With encoding underway among the project teams, I again conducted a presentation to ensure understanding of and alignment with the protocols and standards. Encoders’ questions are addressed while referencing the relevant section of the protocol documents to aid navigation in the future. Observing interactions between user and project pieces also aids future refinements made to improve usability. Not only are these presentations helpful to address team member concerns, but they also highlight potential incompatibilities or issues with the database structure that were not evident prior. Questions about the nature of the encoding application often prompt discussions between the project PI and the database team concerning the functions certain data encoding protocols need to accommodate.

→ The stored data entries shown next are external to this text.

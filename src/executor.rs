//! # Query Executor
//!
//! A small driver for graphs fed by steppable sources. A *query* is named by
//! its sink. Starting it opens everything upstream of the sink and makes sure
//! one Tokio task drives each steppable source that reaches it. A source
//! shared by several queries keeps a single driver until the last running
//! query using it stops or completes. Each step runs on the blocking pool,
//! since it pushes the element through the whole synchronous cascade. A
//! polling task checks the registered sinks every poll period and finishes
//! once all of them are done or stopped.
//!
//! ```rust,no_run
//! use timeweave::config::ExecutorConfig;
//! use timeweave::executor::QueryExecutor;
//! use timeweave::graph::Graph;
//! use timeweave::operators::{CollectSink, CursorSource};
//! use timeweave::time::TemporalObject;
//!
//! # async fn example() -> Result<(), Box<dyn std::error::Error>> {
//! let graph: Graph<u32> = Graph::new("q");
//! let source = graph.add_node(CursorSource::from_vec("s", vec![TemporalObject::point(1_u32, 0)]));
//! let sink = graph.add_node(CollectSink::<u32>::new("out"));
//! graph.connect(source, sink, 0)?;
//!
//! let executor = QueryExecutor::new(graph, ExecutorConfig::default());
//! executor.register_query(sink)?;
//! executor.start_all()?;
//! executor.wait_for_completion().await;
//! # Ok(())
//! # }
//! ```

use crate::config::ExecutorConfig;
use crate::error::{ExecutorError, GraphError};
use crate::graph::Graph;
use crate::node::{NodeId, SourceStep};
use crate::time::Payload;
use parking_lot::Mutex;
use std::collections::{BTreeMap, BTreeSet, HashMap};
use std::sync::Arc;
use std::time::Duration;
use tokio::runtime::Handle;
use tokio::sync::watch;
use tokio::task::JoinHandle;
use tokio_util::sync::CancellationToken;
use tracing::{debug, info, trace, warn};

/// Lifecycle of a registered query.
#[derive(Clone, Copy, Debug, Eq, PartialEq)]
pub enum QueryState {
  /// Registered, not started.
  Registered,
  /// Sources are being driven.
  Running,
  /// The sink has completed.
  Done,
  /// Stopped by the caller before completing.
  Stopped,
}

impl QueryState {
  fn is_final(self) -> bool {
    matches!(self, QueryState::Done | QueryState::Stopped)
  }
}

struct Query {
  state: QueryState,
}

/// The task stepping one source, and the running queries it feeds.
struct Driver {
  token: CancellationToken,
  users: BTreeSet<NodeId>,
}

#[derive(Default)]
struct Registry {
  queries: BTreeMap<NodeId, Query>,
  drivers: HashMap<NodeId, Driver>,
  poller: Option<JoinHandle<()>>,
}

impl Registry {
  fn all_final(&self) -> bool {
    !self.queries.is_empty() && self.queries.values().all(|query| query.state.is_final())
  }

  /// Detaches `sink` from every driver and cancels the drivers nobody uses
  /// any more.
  fn release_sources(&mut self, sink: NodeId) {
    self.drivers.retain(|source, driver| {
      driver.users.remove(&sink);
      if driver.users.is_empty() {
        trace!("QueryExecutor::release_sources(source={}) last user {} gone", source, sink);
        driver.token.cancel();
        return false;
      }
      true
    });
  }
}

struct ExecutorShared<P: Payload> {
  graph: Graph<P>,
  config: ExecutorConfig,
  registry: Mutex<Registry>,
  shutdown: CancellationToken,
  finished: watch::Sender<bool>,
}

/// Drives registered queries to completion on the current Tokio runtime.
///
/// Cheap to clone; clones share the same registry.
pub struct QueryExecutor<P: Payload> {
  shared: Arc<ExecutorShared<P>>,
}

impl<P: Payload> Clone for QueryExecutor<P> {
  fn clone(&self) -> Self {
    Self {
      shared: Arc::clone(&self.shared),
    }
  }
}

impl<P: Payload> QueryExecutor<P> {
  /// Creates an executor for `graph`.
  pub fn new(graph: Graph<P>, config: ExecutorConfig) -> Self {
    let (finished, _) = watch::channel(false);
    Self {
      shared: Arc::new(ExecutorShared {
        graph,
        config,
        registry: Mutex::new(Registry::default()),
        shutdown: CancellationToken::new(),
        finished,
      }),
    }
  }

  /// The driven graph.
  pub fn graph(&self) -> &Graph<P> {
    &self.shared.graph
  }

  /// Registers the query ending in `sink`. Registering twice is a no-op.
  ///
  /// # Errors
  ///
  /// Fails if `sink` is unknown or cannot consume elements.
  pub fn register_query(&self, sink: NodeId) -> Result<(), ExecutorError> {
    let node = self.shared.graph.node(sink).ok_or(GraphError::UnknownNode(sink))?;
    if node.as_sink().is_none() {
      return Err(GraphError::NotASink(sink).into());
    }
    let mut registry = self.shared.registry.lock();
    registry.queries.entry(sink).or_insert(Query {
      state: QueryState::Registered,
    });
    self.shared.finished.send_replace(false);
    trace!("QueryExecutor::register_query(sink={})", sink);
    Ok(())
  }

  /// Registered queries.
  pub fn queries(&self) -> Vec<NodeId> {
    self.shared.registry.lock().queries.keys().copied().collect()
  }

  /// State of the query ending in `sink`.
  pub fn status(&self, sink: NodeId) -> Option<QueryState> {
    self.shared.registry.lock().queries.get(&sink).map(|query| query.state)
  }

  /// Opens every node upstream of `sink` and starts driving its sources.
  /// Starting a running query is a no-op.
  ///
  /// Sources already driven for another query are shared with it.
  ///
  /// # Errors
  ///
  /// Returns [`ExecutorError::UnknownQuery`] for an unregistered sink,
  /// [`ExecutorError::NoRuntime`] outside a Tokio runtime, and a graph error
  /// if an upstream node cannot be opened.
  pub fn start_query(&self, sink: NodeId) -> Result<(), ExecutorError> {
    let runtime = Handle::try_current().map_err(|_| ExecutorError::NoRuntime)?;
    let mut registry = self.shared.registry.lock();
    match registry.queries.get(&sink) {
      None => return Err(ExecutorError::UnknownQuery(sink)),
      Some(query) if query.state == QueryState::Running => return Ok(()),
      Some(_) => {}
    }

    let sources = self.shared.graph.with_topology(|topology| {
      let upstream = topology.upstream(&[sink]);
      for &id in &upstream {
        let skip = topology.node(id).is_none_or(|node| node.is_closed());
        if !skip {
          topology.open_node(id)?;
        }
      }
      Ok::<_, GraphError>(
        upstream
          .into_iter()
          .filter(|id| {
            topology
              .node(*id)
              .and_then(|node| node.as_source())
              .is_some_and(|source| source.is_steppable())
          })
          .collect::<Vec<_>>(),
      )
    })?;

    let mut spawned = 0;
    for source in sources {
      if let Some(driver) = registry.drivers.get_mut(&source) {
        driver.users.insert(sink);
        continue;
      }
      let token = self.shared.shutdown.child_token();
      runtime.spawn(drive(
        self.shared.graph.clone(),
        source,
        token.clone(),
        self.shared.config.source_pause(),
        self.shared.config.poll_period(),
      ));
      registry.drivers.insert(
        source,
        Driver {
          token,
          users: BTreeSet::from([sink]),
        },
      );
      spawned += 1;
    }
    debug!(graph = %self.shared.graph.name(), sink = %sink, spawned, "query started");

    if let Some(query) = registry.queries.get_mut(&sink) {
      query.state = QueryState::Running;
    }
    let poller_alive = registry.poller.as_ref().is_some_and(|poller| !poller.is_finished());
    if !poller_alive {
      self.shared.finished.send_replace(false);
      registry.poller = Some(runtime.spawn(poll(Arc::clone(&self.shared))));
    }
    Ok(())
  }

  /// Stops driving the query's sources and closes its sink.
  ///
  /// # Errors
  ///
  /// Returns [`ExecutorError::UnknownQuery`] for an unregistered sink.
  pub fn stop_query(&self, sink: NodeId) -> Result<(), ExecutorError> {
    {
      let mut registry = self.shared.registry.lock();
      let query = registry
        .queries
        .get_mut(&sink)
        .ok_or(ExecutorError::UnknownQuery(sink))?;
      if query.state != QueryState::Done {
        query.state = QueryState::Stopped;
      }
      registry.release_sources(sink);
      if registry.all_final() {
        self.shared.finished.send_replace(true);
      }
    }
    if let Err(error) = self.shared.graph.close(sink) {
      warn!(sink = %sink, %error, "closing a stopped query's sink failed");
    }
    debug!(graph = %self.shared.graph.name(), sink = %sink, "query stopped");
    Ok(())
  }

  /// Starts every registered query.
  ///
  /// # Errors
  ///
  /// Stops at the first query that fails to start.
  pub fn start_all(&self) -> Result<(), ExecutorError> {
    for sink in self.queries() {
      if self.status(sink) == Some(QueryState::Registered) {
        self.start_query(sink)?;
      }
    }
    Ok(())
  }

  /// Stops every query that has not finished and shuts the poller down.
  pub fn stop_all(&self) {
    for sink in self.queries() {
      if self.status(sink).is_some_and(|state| !state.is_final()) {
        if let Err(error) = self.stop_query(sink) {
          warn!(sink = %sink, %error, "stopping query failed");
        }
      }
    }
    self.shared.shutdown.cancel();
    self.shared.finished.send_replace(true);
  }

  /// Returns true once every registered query is done or stopped.
  pub fn is_finished(&self) -> bool {
    *self.shared.finished.borrow()
  }

  /// Waits until every registered query is done or stopped.
  pub async fn wait_for_completion(&self) {
    let mut finished = self.shared.finished.subscribe();
    let _ = finished.wait_for(|done| *done).await;
  }
}

/// Steps `source` on the blocking pool until it is exhausted, fails or its
/// last query lets go of it.
async fn drive<P: Payload>(
  graph: Graph<P>,
  source: NodeId,
  token: CancellationToken,
  pause: Duration,
  idle: Duration,
) {
  trace!("QueryExecutor::drive(source={})", source);
  let mut emitted: u64 = 0;
  while !token.is_cancelled() {
    let step = {
      let graph = graph.clone();
      tokio::task::spawn_blocking(move || graph.step_source(source)).await
    };
    let wait = match step {
      Ok(Ok(SourceStep::Emitted)) => {
        emitted += 1;
        pause
      }
      Ok(Ok(SourceStep::Idle)) => idle,
      Ok(Ok(SourceStep::Exhausted)) => break,
      Ok(Err(error)) => {
        warn!(graph = %graph.name(), source = %source, %error, "source driver stopped on error");
        break;
      }
      Err(error) => {
        warn!(graph = %graph.name(), source = %source, %error, "source step did not complete");
        break;
      }
    };
    if wait.is_zero() {
      tokio::task::yield_now().await;
    } else {
      tokio::select! {
        _ = token.cancelled() => break,
        _ = tokio::time::sleep(wait) => {}
      }
    }
  }
  debug!(graph = %graph.name(), source = %source, emitted, "source driver finished");
}

/// Marks completed queries done and finishes once nothing is left running.
async fn poll<P: Payload>(shared: Arc<ExecutorShared<P>>) {
  let period = shared.config.poll_period();
  loop {
    {
      let mut registry = shared.registry.lock();
      let completed: Vec<NodeId> = registry
        .queries
        .iter()
        .filter(|(sink, query)| query.state == QueryState::Running && shared.graph.is_done(**sink))
        .map(|(sink, _)| *sink)
        .collect();
      for sink in completed {
        if let Some(query) = registry.queries.get_mut(&sink) {
          query.state = QueryState::Done;
        }
        registry.release_sources(sink);
        info!(graph = %shared.graph.name(), sink = %sink, "query completed");
      }
      if registry.all_final() {
        shared.finished.send_replace(true);
        debug!(graph = %shared.graph.name(), "all queries finished, poller exiting");
        return;
      }
    }
    tokio::select! {
      _ = shared.shutdown.cancelled() => return,
      _ = tokio::time::sleep(period) => {}
    }
  }
}
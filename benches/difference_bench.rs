//! # Difference Benchmark
//!
//! Runs two seeded random sources through a temporal difference and counts
//! the results. Compares the lazy and memory-saving reorganization modes of
//! the underlying sweep areas.

use criterion::{BenchmarkId, Criterion, Throughput, criterion_group, criterion_main};
use rand::Rng;
use std::sync::Arc;
use timeweave::config::SweepAreaConfig;
use timeweave::graph::Graph;
use timeweave::operators::{self, CollectSink, CursorSource};
use timeweave::sweep_area::ReorganizeMode;

/// Builds `left - right` over `count` elements per side and drains both
/// sources, alternating between them.
fn difference(count: usize, mode: ReorganizeMode) -> usize {
  let config = SweepAreaConfig::default().with_reorganize_mode(mode);
  let graph: Graph<u64> = Graph::new("difference-bench");
  let left = graph.add_node(CursorSource::random("left", 7, count, 3, |rng, _| rng.gen_range(0..16u64)));
  let right = graph.add_node(CursorSource::random("right", 11, count, 3, |rng, _| rng.gen_range(0..16u64)));
  let minus = graph.add_node(operators::difference("minus", &config).unwrap());
  let out = Arc::new(CollectSink::<u64>::new("out"));
  let out_id = graph.add_shared_node(out.clone());
  graph.connect(left, minus, 0).unwrap();
  graph.connect(right, minus, 1).unwrap();
  graph.connect(minus, out_id, 0).unwrap();
  graph.open_all().unwrap();

  for _ in 0..count {
    graph.step_source(left).unwrap();
    graph.step_source(right).unwrap();
  }
  graph.drain_source(left).unwrap();
  graph.drain_source(right).unwrap();
  out.elements().len()
}

fn difference_benchmark(c: &mut Criterion) {
  let mut group = c.benchmark_group("difference");
  group.sample_size(10);
  group.warm_up_time(std::time::Duration::from_secs(1));
  group.measurement_time(std::time::Duration::from_secs(3));

  for size in [100, 1000, 10000].iter() {
    group.throughput(Throughput::Elements(2 * *size as u64));
    for (label, mode) in [("lazy", ReorganizeMode::Lazy), ("save_memory", ReorganizeMode::SaveMemory)] {
      group.bench_with_input(BenchmarkId::new(label, size), size, |b, &size| {
        b.iter(|| difference(size, mode));
      });
    }
  }

  group.finish();
}

criterion_group!(benches, difference_benchmark);
criterion_main!(benches);
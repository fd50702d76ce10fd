//! # Time Test Suite
//!
//! Intervals, temporal objects and the predicate helpers operators plug into
//! their sweep areas.

use crate::error::InvalidInterval;
use crate::time::{
  INFINITY, TemporalObject, TimeInterval, ends_before, interval_overlap, start_order,
  starts_at_or_before, value_equivalent,
};
use std::cmp::Ordering;

fn interval(start: u64, end: u64) -> TimeInterval {
  TimeInterval::new(start, end).unwrap()
}

// ============================================================================
// Intervals
// ============================================================================

#[test]
fn test_interval_rejects_empty() {
  assert_eq!(
    TimeInterval::new(5, 5),
    Err(InvalidInterval { start: 5, end: 5 })
  );
  assert!(TimeInterval::new(6, 5).is_err());
}

#[test]
fn test_point_and_open_ended() {
  let point = TimeInterval::point(7);
  assert_eq!((point.start(), point.end()), (7, 8));
  assert_eq!(point.duration(), 1);
  assert!(point.contains(7));
  assert!(!point.contains(8));

  let open = TimeInterval::open_ended(3);
  assert!(open.is_open_ended());
  assert_eq!(open.end(), INFINITY);
  assert_eq!(open.to_string(), "[3, inf)");
}

#[test]
fn test_overlap_is_half_open() {
  assert!(interval(0, 10).overlaps(&interval(9, 12)));
  assert!(!interval(0, 10).overlaps(&interval(10, 12)));
  assert_eq!(interval(0, 10).intersect(&interval(5, 15)), Some(interval(5, 10)));
  assert_eq!(interval(0, 5).intersect(&interval(5, 15)), None);
}

#[test]
fn test_difference_splits_in_start_order() {
  assert_eq!(interval(0, 10).difference(&interval(3, 6)), vec![interval(0, 3), interval(6, 10)]);
  assert_eq!(interval(0, 10).difference(&interval(5, 15)), vec![interval(0, 5)]);
  assert_eq!(interval(5, 15).difference(&interval(0, 10)), vec![interval(10, 15)]);
  assert!(interval(3, 6).difference(&interval(0, 10)).is_empty());
  assert_eq!(interval(0, 3).difference(&interval(5, 8)), vec![interval(0, 3)]);
}

#[test]
fn test_clip_start() {
  assert_eq!(interval(2, 8).clip_start(4), Some(interval(4, 8)));
  assert_eq!(interval(6, 8).clip_start(4), Some(interval(6, 8)));
  assert_eq!(interval(2, 4).clip_start(4), None);
}

// ============================================================================
// Temporal objects
// ============================================================================

#[test]
fn test_temporal_object_accessors() {
  let object = TemporalObject::valid("a", 3, 9).unwrap();
  assert_eq!(*object.payload(), "a");
  assert_eq!((object.start(), object.end()), (3, 9));
  assert_eq!(object.snapshots().count(), 6);
  assert_eq!(object.to_string(), "(a, [3, 9))");

  let mapped = object.clone().map(str::len);
  assert_eq!(*mapped.payload(), 1);
  assert_eq!(mapped.interval(), object.interval());

  let moved = object.with_interval(interval(4, 5));
  assert_eq!(moved.start(), 4);
  assert_eq!(moved.into_payload(), "a");
}

#[test]
fn test_predicates() {
  let a = TemporalObject::valid('x', 0, 10).unwrap();
  let b = TemporalObject::valid('x', 8, 12).unwrap();
  let c = TemporalObject::valid('y', 8, 12).unwrap();

  assert!(value_equivalent(&a, &b));
  assert!(!value_equivalent(&a, &c));
  assert!(interval_overlap(&a, &c));
  assert!(!interval_overlap(&a, &TemporalObject::point('x', 10)));

  assert!(ends_before(&a, &10));
  assert!(!ends_before(&a, &9));
  assert!(starts_at_or_before(&b, &8));
  assert!(!starts_at_or_before(&b, &7));

  assert_eq!(start_order(&a, &b), Ordering::Less);
  assert_eq!(start_order(&b, &c), Ordering::Equal);
}
impl<P: Payload> Operator<P> for ReferencePointSplit<P> {
  fn descriptor(&self) -> &'static OperatorDescriptor {
    &SPLIT
  }

  fn accepts_input(&self, input: InputId) -> bool {
    input == 0
  }

  fn accepts_subscriptions(&self) -> bool {
    false
  }

  fn process_object(
    &mut self,
    emitter: &mut Emitter<'_, '_, P>,
    element: TemporalObject<P>,
    _input: InputId,
  ) -> Result<(), NodeError> {
    if element.start() >= self.reference_point {
      self.finish_old_plan(emitter);
    }
    if element.end() > self.reference_point && Self::has_edge(emitter, self.new_plan) {
      if let Some(interval) = element.interval().clip_start(boundary(self.reference_point)) {
        emitter.transfer_to(self.new_plan, element.clone().with_interval(interval));
      }
    }
    if element.start() < self.reference_point && !self.old_plan_done && Self::has_edge(emitter, self.old_plan) {
      emitter.transfer_to(self.old_plan, element);
    }
    Ok(())
  }

  fn on_all_done(&mut self, emitter: &mut Emitter<'_, '_, P>) -> Result<(), NodeError> {
    self.finish_old_plan(emitter);
    Ok(())
  }
}

/// Merges old and new plan output in front of a sink.
///
/// Input [`OLD_PLAN_INPUT`] passes straight through. Input
/// [`NEW_PLAN_INPUT`] is buffered until the old plan is done; elements
/// starting exactly at `T - 1` are boundary copies of old plan output and are
/// dropped (for `T > 0`).
pub struct ReferencePointUnion<P: Payload> {
  reference_point: Timestamp,
  buffer: VecDeque<TemporalObject<P>>,
  old_plan_done: bool,
  arrival: Arrival<P>,
}

impl<P: Payload> ReferencePointUnion<P> {
  fn new(reference_point: Timestamp, session: Arc<MigrationSession<P>>) -> Self {
    Self {
      reference_point,
      buffer: VecDeque::new(),
      old_plan_done: false,
      arrival: Arrival::new(session),
    }
  }

  /// New plan elements waiting for the old plan to finish.
  pub fn buffered(&self) -> usize {
    self.buffer.len()
  }

  fn is_boundary_copy(&self, element: &TemporalObject<P>) -> bool {
    self.reference_point > 0 && element.start() == boundary(self.reference_point)
  }

  fn flush(&mut self, emitter: &mut Emitter<'_, '_, P>) {
    for element in self.buffer.drain(..) {
      emitter.transfer(element);
    }
  }
}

With a new round of issues addressed, I then returned to the Standards List from earlier in the semester. The Standards List will provide a data set to test both the database structure and the incorporation of standardized vocabularies for different project components. This week, I focused on the Place Names aspect of this data set, ensuring each term adhered to the established protocols. Variations of data input throughout rounds of metadata encoding produced similar terms throughout the Place Name data set. For a system to note potential matches within variations to ensure multiple instances all refer to the same singular entity, I cross-referenced potential variations by noting line numbers in a dedicated column. Once all cross-referenced, this standardization process will store different iterations of the term as variant spellings of a standardized entity name.
Partly due to retroactive application of data processing procedures, export of the data from EndNote to Excel led to many of the Place Names turning up in the Keywords list only. To sort these from a mixed list of Place Names, People Names among descriptions, subject terms, and Mentions, I applied a system of color coding: green for Place Names, and yellow for People Names, orange for potential variations in spelling, and red for future deletions. [Figure 1]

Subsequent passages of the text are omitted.